Exercise objective -> What is the number of lines below that contain the word "ClientError"? Give only that number.

Stored data:
---+---
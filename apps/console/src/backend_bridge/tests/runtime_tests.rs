use std::{sync::Mutex, time::Duration};

use async_trait::async_trait;
use client_core::{ClientError, ClientResult, UploadCandidate};
use crossbeam_channel::bounded;
use serde_json::json;
use shared::{
    domain::{Domain, ReportVariant, SessionId},
    protocol::{SessionData, Visualization},
};

use super::*;
use crate::controller::events::UiErrorCategory;

#[derive(Default)]
struct FakeBackend {
    offline: bool,
    calls: Mutex<Vec<String>>,
}

impl FakeBackend {
    fn offline() -> Self {
        Self {
            offline: true,
            ..Self::default()
        }
    }

    fn record(&self, call: String) -> ClientResult<()> {
        self.calls.lock().expect("calls lock").push(call);
        if self.offline {
            return Err(ClientError::Server {
                status: None,
                message: "Server error occurred".into(),
            });
        }
        Ok(())
    }

    fn calls(&self) -> Vec<String> {
        self.calls.lock().expect("calls lock").clone()
    }
}

fn session(id: &str) -> SessionData {
    serde_json::from_value(json!({
        "session_id": id,
        "domain": "telecom",
        "summary": {"total_records": 40, "anomaly_count": 2},
        "download_links": {}
    }))
    .expect("session fixture")
}

#[async_trait]
impl AnalysisBackend for FakeBackend {
    async fn submit_and_fetch(
        &self,
        candidate: &UploadCandidate,
        domain: Domain,
    ) -> ClientResult<SessionData> {
        self.record(format!("upload {} {domain}", candidate.name))?;
        Ok(session("fake-session"))
    }

    async fn fetch_results(
        &self,
        session_id: &SessionId,
        _domain: Domain,
    ) -> ClientResult<SessionData> {
        self.record(format!("results {session_id}"))?;
        Ok(session(session_id.as_str()))
    }

    async fn session_visualization(&self, session_id: &SessionId) -> ClientResult<Visualization> {
        self.record(format!("viz session {session_id}"))?;
        Ok(Visualization {
            charts: Vec::new(),
            stats: None,
        })
    }

    async fn domain_visualization(&self, domain: Domain) -> ClientResult<Visualization> {
        self.record(format!("viz domain {domain}"))?;
        Ok(Visualization {
            charts: Vec::new(),
            stats: Some(json!({"total": 3})),
        })
    }

    async fn download_by_name(&self, filename: &str, dir: &Path) -> ClientResult<PathBuf> {
        self.record(format!("download {filename}"))?;
        Ok(dir.join(filename))
    }

    async fn generate_report(
        &self,
        session_id: &SessionId,
        domain: Domain,
        variant: ReportVariant,
        dir: &Path,
    ) -> ClientResult<PathBuf> {
        self.record(format!("report {session_id} {domain} {variant:?}"))?;
        Ok(dir.join("report.txt"))
    }

    async fn health(&self) -> ClientResult<String> {
        self.record("health".into())?;
        Ok("Revenue Leakage Detection API is running".into())
    }
}

#[tokio::test]
async fn upload_command_yields_session_event() {
    let backend = FakeBackend::default();
    let candidate = UploadCandidate::new("/tmp/calls.csv", "calls.csv", 10);
    let event = execute(
        &backend,
        Path::new("out"),
        BackendCommand::SubmitUpload {
            domain: Domain::Telecom,
            candidate,
        },
    )
    .await;

    match event {
        UiEvent::UploadSucceeded { domain, session } => {
            assert_eq!(domain, Domain::Telecom);
            assert_eq!(session.session_id, SessionId::from("fake-session"));
        }
        other => panic!("unexpected event: {other:?}"),
    }
    assert_eq!(backend.calls(), vec!["upload calls.csv telecom".to_string()]);
}

#[tokio::test]
async fn visualization_source_picks_the_endpoint() {
    let backend = FakeBackend::default();
    let source = VisualizationSource::Domain(Domain::Supermarket);
    let event = execute(
        &backend,
        Path::new("out"),
        BackendCommand::LoadVisualization {
            source: source.clone(),
        },
    )
    .await;

    match event {
        UiEvent::VisualizationLoaded {
            source: loaded,
            visualization,
        } => {
            assert_eq!(loaded, source);
            assert_eq!(visualization.stats, Some(json!({"total": 3})));
        }
        other => panic!("unexpected event: {other:?}"),
    }

    execute(
        &backend,
        Path::new("out"),
        BackendCommand::LoadVisualization {
            source: VisualizationSource::Session(SessionId::from("abc123")),
        },
    )
    .await;
    assert_eq!(
        backend.calls(),
        vec![
            "viz domain supermarket".to_string(),
            "viz session abc123".to_string()
        ]
    );
}

#[tokio::test]
async fn downloads_and_reports_land_in_the_download_dir() {
    let backend = FakeBackend::default();
    let dir = Path::new("reports");
    let saved = execute(
        &backend,
        dir,
        BackendCommand::DownloadFile {
            filename: "supermarket_anomalies.csv".into(),
        },
    )
    .await;
    assert!(matches!(saved, UiEvent::FileSaved(path) if path == dir.join("supermarket_anomalies.csv")));

    let report = execute(
        &backend,
        dir,
        BackendCommand::GenerateReport {
            session_id: SessionId::from("abc123"),
            domain: Domain::Supermarket,
            variant: ReportVariant::Detailed,
        },
    )
    .await;
    assert!(matches!(report, UiEvent::FileSaved(path) if path == dir.join("report.txt")));
}

#[tokio::test]
async fn failures_keep_the_command_for_retry() {
    let backend = FakeBackend::offline();
    let event = execute(
        &backend,
        Path::new("out"),
        BackendCommand::DownloadFile {
            filename: "telecom_anomalies.csv".into(),
        },
    )
    .await;

    match event {
        UiEvent::CommandFailed { command, error } => {
            assert!(matches!(
                command,
                BackendCommand::DownloadFile { ref filename } if filename == "telecom_anomalies.csv"
            ));
            assert_eq!(error.context(), UiErrorContext::Download);
            assert_eq!(error.category(), UiErrorCategory::Server);
            assert_eq!(error.message(), "Server error occurred");
            assert!(error.is_retryable());
        }
        other => panic!("unexpected event: {other:?}"),
    }
}

#[test]
fn worker_answers_every_queued_command_in_order() {
    let (cmd_tx, cmd_rx) = bounded(8);
    let (ui_tx, ui_rx) = bounded(8);
    let worker = launch(
        cmd_rx,
        ui_tx,
        Arc::new(FakeBackend::default()),
        PathBuf::from("out"),
    )
    .expect("spawn worker");

    cmd_tx.send(BackendCommand::CheckHealth).expect("queue health");
    cmd_tx
        .send(BackendCommand::DownloadFile {
            filename: "a.csv".into(),
        })
        .expect("queue download");

    let first = ui_rx.recv_timeout(Duration::from_secs(5)).expect("first event");
    assert!(
        matches!(first, UiEvent::HealthChecked(ref message) if message.contains("running")),
        "{first:?}"
    );
    let second = ui_rx.recv_timeout(Duration::from_secs(5)).expect("second event");
    assert!(matches!(second, UiEvent::FileSaved(_)), "{second:?}");

    drop(cmd_tx);
    worker.join().expect("worker exits once the queue closes");
}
---+---
Solved problem -> 2